> [Exercise prompt] Take the lines below beginning at the line that has "pub(crate) fn new(path: PathBuf)" and stopping after the line that has "logged and ignored.", and print them exactly as they are, with no other lines.

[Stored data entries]
▼
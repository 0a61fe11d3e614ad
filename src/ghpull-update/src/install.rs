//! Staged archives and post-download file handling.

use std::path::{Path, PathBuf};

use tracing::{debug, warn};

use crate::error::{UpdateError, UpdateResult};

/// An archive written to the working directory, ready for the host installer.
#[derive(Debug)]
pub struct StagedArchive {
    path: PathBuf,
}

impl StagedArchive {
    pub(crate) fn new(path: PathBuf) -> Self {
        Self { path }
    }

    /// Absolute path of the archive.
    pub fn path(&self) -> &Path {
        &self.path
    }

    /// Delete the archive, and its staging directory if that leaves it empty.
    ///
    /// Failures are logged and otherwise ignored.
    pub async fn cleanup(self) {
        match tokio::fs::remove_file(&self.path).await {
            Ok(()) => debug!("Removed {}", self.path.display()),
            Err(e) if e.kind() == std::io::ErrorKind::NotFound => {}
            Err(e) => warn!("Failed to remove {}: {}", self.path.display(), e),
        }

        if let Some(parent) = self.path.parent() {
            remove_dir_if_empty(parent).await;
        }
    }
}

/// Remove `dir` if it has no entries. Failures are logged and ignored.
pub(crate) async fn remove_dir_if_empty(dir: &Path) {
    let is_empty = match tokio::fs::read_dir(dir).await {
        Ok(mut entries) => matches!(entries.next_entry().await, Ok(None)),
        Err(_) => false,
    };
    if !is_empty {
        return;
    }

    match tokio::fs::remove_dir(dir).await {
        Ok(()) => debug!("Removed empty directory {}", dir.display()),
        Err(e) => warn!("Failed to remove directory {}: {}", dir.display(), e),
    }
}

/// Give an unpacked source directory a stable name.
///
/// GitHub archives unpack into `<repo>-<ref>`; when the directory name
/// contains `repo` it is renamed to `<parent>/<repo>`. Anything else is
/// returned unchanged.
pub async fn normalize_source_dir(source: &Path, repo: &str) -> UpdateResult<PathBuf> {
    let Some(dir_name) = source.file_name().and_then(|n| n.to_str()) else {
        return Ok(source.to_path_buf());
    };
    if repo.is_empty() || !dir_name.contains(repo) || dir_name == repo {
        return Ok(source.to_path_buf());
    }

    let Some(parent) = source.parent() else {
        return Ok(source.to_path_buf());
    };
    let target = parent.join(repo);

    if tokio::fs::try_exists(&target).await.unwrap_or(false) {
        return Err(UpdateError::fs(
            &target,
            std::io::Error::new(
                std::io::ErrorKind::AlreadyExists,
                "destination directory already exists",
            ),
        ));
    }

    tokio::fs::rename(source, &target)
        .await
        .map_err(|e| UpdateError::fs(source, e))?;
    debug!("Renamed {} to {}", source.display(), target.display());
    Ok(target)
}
▲
> [Answer space]
    pub(crate) fn new(path: PathBuf) -> Self {
        Self { path }
    }

    /// Absolute path of the archive.
    pub fn path(&self) -> &Path {
        &self.path
    }

    /// Delete the archive, and its staging directory if that leaves it empty.
    ///
    /// Failures are logged and otherwise ignored.
    pub async fn cleanup(self) {
        match tokio::fs::remove_file(&self.path).await {
            Ok(()) => debug!("Removed {}", self.path.display()),
            Err(e) if e.kind() == std::io::ErrorKind::NotFound => {}
            Err(e) => warn!("Failed to remove {}: {}", self.path.display(), e),
        }

        if let Some(parent) = self.path.parent() {
            remove_dir_if_empty(parent).await;
        }
    }
}

/// Remove `dir` if it has no entries. Failures are logged and ignored.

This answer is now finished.